Do you do it? Do you make excuses? Procrastinate? Refuse?

But Abraham got up early the next morning, saddled a donkey, woke Isaac, and made the trek to Moriah. Can you imagine that trip? How Abraham must have struggled with every step?

And when Isaac started questioning him, what do you say? Does he mean it when he says, “The Lord will provide”?

Yet, he came to that moment, tied up his son, and raised his knife. On its downward arc, a hand grabbed it.

Abraham was willing to give it all. Nothing in life stopped his faith.

That’s hard except Abraham looked at the footprints in his past, how God had led him, loved him, forgiven him. If God can do all that, God will find a way.

I have to remind myself of that when I grow anxious. If God has provided for seven decades, why not now? And you relax your grasp on life.

How to Face Your Turning Points

Clarify your values.

We make choices out of what we believe and won’t. Abraham believed God so when turning points came, he knew the direction. Go in the way God was leading.

Alexander Hamilton reminds us, “Those who stand for nothing, fall for anything”

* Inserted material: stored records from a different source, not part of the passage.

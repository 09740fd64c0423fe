// Flint - A concept for a statically checked C-style mini language
// Copyright (C) 2026  Marcel Joachim Kloubert <marcel@kloubert.dev>
//
// This program is free software: you can redistribute it and/or modify
// it under the terms of the GNU Affero General Public License as published by
// the Free Software Foundation, either version 3 of the License, or
// (at your option) any later version.
//
// This program is distributed in the hope that it will be useful,
// but WITHOUT ANY WARRANTY; without even the implied warranty of
// MERCHANTABILITY or FITNESS FOR A PARTICULAR PURPOSE.  See the
// GNU Affero General Public License for more details.
//
// You should have received a copy of the GNU Affero General Public License
// along with this program.  If not, see <https://www.gnu.org/licenses/>.

//! Flint CLI
//!
//! Checks Flint source files and prints their symbol table trace.

use clap::Parser;
use std::path::{Path, PathBuf};
use std::process::ExitCode;

use flint::error::{format_error, format_error_context};
use flint::runner::SourceWatcher;

/// Flint - a statically checked C-style mini language
#[derive(Parser, Debug)]
#[command(name = "flint")]
#[command(author = "Flint Team")]
#[command(version)]
#[command(about = "Checks Flint source files and prints their symbol table trace")]
#[command(long_about = r#"
Flint checks source files written in a small C-style language: it
tokenizes, parses and analyzes them, and prints the resulting symbol
table trace. There is no code generation; the trace is the output.

Diagnostics go to stderr as 'line N: message'; the trace goes to
stdout, or to a file with -o.

Example usage:
  flint hello.fl
  flint hello.fl -o hello.trace
  flint game.fl utils.fl

Watch mode:
  flint game.fl --watch
  flint game.fl -w
"#)]
struct Cli {
    /// Source files to check (.fl)
    #[arg(required = true)]
    source_files: Vec<PathBuf>,

    /// Write the trace to a file instead of stdout
    #[arg(short, long)]
    output: Option<PathBuf>,

    /// Enable verbose output
    #[arg(short, long)]
    verbose: bool,

    /// Watch source files and re-check on changes
    #[arg(short, long)]
    watch: bool,
}

fn main() -> ExitCode {
    let cli = Cli::parse();

    if cli.verbose {
        eprintln!("{} v{}", flint::NAME, flint::VERSION);
        eprintln!("Source files:");
        for file in &cli.source_files {
            eprintln!("  - {}", file.display());
        }
        eprintln!();
    }

    if cli.watch {
        return run_watch_loop(&cli);
    }

    let trace = match check_files(&cli) {
        Ok(trace) => trace,
        Err(code) => return code,
    };

    write_trace(&cli, &trace)
}

/// Check all source files and collect their traces.
///
/// Files are checked in order; the first failure aborts the run with the
/// matching exit code (1 for read errors, 2 for compile errors).
fn check_files(cli: &Cli) -> Result<String, ExitCode> {
    let mut trace = String::new();

    for path in &cli.source_files {
        let source = match std::fs::read_to_string(path) {
            Ok(content) => content,
            Err(e) => {
                eprintln!("Error: Cannot read {}: {}", path.display(), e);
                return Err(ExitCode::from(1));
            }
        };

        if cli.verbose {
            eprintln!("Checking {}...", path.display());
        }

        match flint::check(&source) {
            Ok(file_trace) => trace.push_str(&file_trace),
            Err(e) => {
                eprintln!("{}", format_error(&e, &source));
                if cli.verbose {
                    eprint!("{}", format_error_context(&e, &source, filename_of(path)));
                }
                return Err(ExitCode::from(2));
            }
        }
    }

    Ok(trace)
}

/// Write the collected trace to stdout or to the requested output file.
fn write_trace(cli: &Cli, trace: &str) -> ExitCode {
    match &cli.output {
        Some(path) => {
            if let Err(e) = std::fs::write(path, trace) {
                eprintln!("Error: Cannot write {}: {}", path.display(), e);
                return ExitCode::from(3);
            }
            if cli.verbose {
                eprintln!("Wrote {}", path.display());
            }
        }
        None => print!("{}", trace),
    }

    ExitCode::SUCCESS
}

/// The bare filename of a path, for error headers.
fn filename_of(path: &Path) -> Option<&str> {
    path.file_name().and_then(|s| s.to_str())
}

/// Run the watch loop: re-check the files on every change.
///
/// Failed checks report their diagnostic and keep the loop alive; only
/// watcher failures end the process.
fn run_watch_loop(cli: &Cli) -> ExitCode {
    let watcher = match SourceWatcher::new(&cli.source_files) {
        Ok(w) => w,
        Err(e) => {
            eprintln!("Error: Failed to create file watcher: {}", e);
            return ExitCode::from(4);
        }
    };

    check_and_report(cli);
    eprintln!("Watching for changes... (Press Ctrl+C to stop)");

    loop {
        if let Err(e) = watcher.wait_for_change() {
            eprintln!("Watch error: {}", e);
            return ExitCode::from(4);
        }

        eprintln!();
        if cli.verbose {
            eprintln!("Change detected, re-checking...");
        }

        check_and_report(cli);
    }
}

/// One watch mode iteration: check the files and report the outcome.
fn check_and_report(cli: &Cli) {
    match check_files(cli) {
        Ok(trace) => {
            let _ = write_trace(cli, &trace);
        }
        Err(_) => {
            eprintln!("Fix errors and save to retry.");
        }
    }
}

Deepen Your Experience with God

Take the time to see God’s work in your life. He has been faithful but you may not have recognized it.

Journal about it. Talk to someone close about them. Make sure you have your experience down.

I suspect Abraham was ready to sacrifice his son because of God’s constant faithfulness.

Keep in Mind the Long Game

Don’t be shortsighted. Take some time to look beyond your own life.

What we do, whether we like it or not, affects our children, their children, and their children, etc. It affects our neighbors and our friends.

I’ve known great people who enlarged the kingdom and strengthened people, including me. But they did not live to see the product of their influence.

Remember the Greek proverb. “A society grows great when old men plant trees in whose shade they shall never sit.”

The poet laureate of the United States Robert Frost wrote of the Road Not Taken. Be the one whose turning point leads him to heaven.